James Clarke, in his Survey of the Lakes of 1787 mentioned- and mapped - a strange phenomenon he had encountered off the south-east shore of Derwentwater – a Floating Island.

“This Island has its name from its sometimes being visible for a few days, and then becoming invisible for many weeks, or even months; at which time it is covered by water to a depth of two fathoms.  It is worthy of remark, that the island is never visible unless the water in the lake be high, and then it scarcely appears more than a foot above the surface.  This island is about twenty yards in diameter, nearly circular, and slopes gradually from the center to the circumference; and from thence, as far as the eye can distinguish the sloping is more sudden” (P.73).

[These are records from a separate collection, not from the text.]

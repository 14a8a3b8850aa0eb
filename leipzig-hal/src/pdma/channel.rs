//! PDMA channel driver.
//!
//! A [PdmaChannel] owns one hardware channel together with its descriptor ring. The typical
//! sequence is
//!
//! 1. [PdmaChannel::open] (or [PdmaChannel::reset] followed by [PdmaChannel::allocate_ring] and
//!    [PdmaChannel::enable_handshake])
//! 2. [PdmaChannel::configure] and [PdmaChannel::set_peripheral_address]
//! 3. [PdmaChannel::prepare_transfer] and [PdmaChannel::issue_transfer], repeated per request
//! 4. [PdmaChannel::release]
//!
//! In polled mode, [PdmaChannel::issue_transfer] blocks until the section complete interrupt
//! status is set. In interrupt mode, it returns immediately and the completion is observed
//! with [PdmaChannel::poll_completion], [PdmaChannel::wait_for_completion] or the asynchronous
//! [PdmaChannel::completion].
use core::sync::atomic::{Ordering, fence};

use arbitrary_int::u14;
use embedded_hal::delay::DelayNs;
use leipzig::pdma::{
    ClockCtrl0, ClockCtrl1, PerCtrl, ResetCtrl, RingEvent, RingEventPulse, RingReadCtrl,
    RxInterruptEnable, SgCtrl, State, TxInterruptEnable,
};

use super::{
    ChannelConfig, ChannelId, DEFAULT_RING_CAPACITY, Direction, MAX_RING_CAPACITY, PdmaError,
    Timeouts, WaitEvent,
    asynch::{ChannelSignals, CompletionFuture, InterruptResult},
    mem::{AllocError, DmaMemory},
    poll_until,
    regs::{ChannelReg, ChannelRegisters, ControllerReg},
    ring::{DescriptorRing, Segment, TransferInfo},
};

#[derive(Debug, Copy, Clone, PartialEq, Eq)]
pub enum ChannelState {
    Unconfigured,
    Reset,
    Configured,
    /// Descriptors were written but not yet published to the hardware.
    Armed,
    Transferring,
    /// A reset, handshake or transfer timed out or the hardware reported a bus error. Only
    /// [PdmaChannel::reset] and [PdmaChannel::release] are allowed.
    Faulted,
    Released,
}

#[derive(Copy, Clone)]
pub enum CompletionMode {
    /// Completion is detected by polling the interrupt status register. The channel is not
    /// serviced by [super::on_interrupt].
    Polled,
    /// The interrupt handler signals completion.
    Interrupt(&'static ChannelSignals),
}

fn interrupt_enable_mask(direction: Direction) -> u32 {
    match direction {
        Direction::Rx => RxInterruptEnable::new_with_raw_value(0)
            .with_reset_complete(true)
            .with_section_complete(true)
            .with_bus_error(true)
            .raw_value(),
        Direction::Tx => TxInterruptEnable::new_with_raw_value(0)
            .with_reset_complete(true)
            .with_section_complete(true)
            .with_bus_error(true)
            .raw_value(),
    }
}

#[inline]
fn with_channel_bit(field: u14, id: ChannelId, enable: bool) -> u14 {
    let bit = 1 << id.index();
    if enable {
        u14::new(field.value() | bit)
    } else {
        u14::new(field.value() & !bit)
    }
}

#[inline]
fn completion_mask(direction: Direction) -> u32 {
    InterruptResult {
        section_complete: true,
        bus_error: true,
        ..Default::default()
    }
    .to_raw(direction)
}

/// Consume a pending section complete or bus error. Returns whether a bus error was reported.
///
/// A bus error terminates the transfer even without a section complete.
fn take_completion(
    regs: &mut impl ChannelRegisters,
    id: ChannelId,
    completion: CompletionMode,
) -> Option<bool> {
    match completion {
        CompletionMode::Polled => {
            let direction = id.direction();
            let status = InterruptResult::from_raw(direction, regs.read(ChannelReg::Intr));
            if !status.section_complete && !status.bus_error {
                return None;
            }
            let observed = InterruptResult {
                section_complete: status.section_complete,
                bus_error: status.bus_error,
                ..Default::default()
            };
            regs.write(ChannelReg::Intr, observed.to_raw(direction));
            Some(status.bus_error)
        }
        CompletionMode::Interrupt(signals) => signals.take_section_done(),
    }
}

#[derive(Debug, Copy, Clone, PartialEq, Eq)]
enum Progress {
    Pending,
    Done,
    BusError,
}

/// Evaluate a consumed completion against the hardware read pointer.
///
/// Several requests can be in flight, each ending with a section complete. The transfer is
/// only done once the hardware consumed every published descriptor.
fn observe(
    regs: &mut impl ChannelRegisters,
    ring: &mut Option<DescriptorRing>,
    published: (usize, bool),
    completion: Option<bool>,
) -> Progress {
    let Some(bus_error) = completion else {
        return Progress::Pending;
    };
    let hw_state = State::new_with_raw_value(regs.read(ChannelReg::State));
    let consumed = match ring.as_mut() {
        Some(ring) => {
            ring.sync_head(hw_state.read_ptr().value() as usize, hw_state.read_wrap());
            (ring.head(), ring.head_wrap()) == published
        }
        None => true,
    };
    if bus_error {
        Progress::BusError
    } else if consumed {
        Progress::Done
    } else {
        Progress::Pending
    }
}

pub struct PdmaChannel<R: ChannelRegisters, M: DmaMemory, D: DelayNs> {
    id: ChannelId,
    regs: R,
    mem: M,
    delay: D,
    timeouts: Timeouts,
    completion: CompletionMode,
    ring: Option<DescriptorRing>,
    /// Ring tail and wrap bit last written to the hardware.
    published: (usize, bool),
    /// Descriptors were prepared after the last write pointer update.
    unpublished: bool,
    config: Option<ChannelConfig>,
    state: ChannelState,
}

Clarke went on to give an explanation, which he assumed (wrongly) to be due to an upwelling of water. Chet van Duzer has recently written about the occurrence of such islands worldwide, in his Floating Islands, A Global Bibliography, (Cantor Press, California, 2004).  Usually, the cause of floating islands is decomposition of vegetable matter, making the island buoyant by the release of gases, with the island subsiding as the gases disperse.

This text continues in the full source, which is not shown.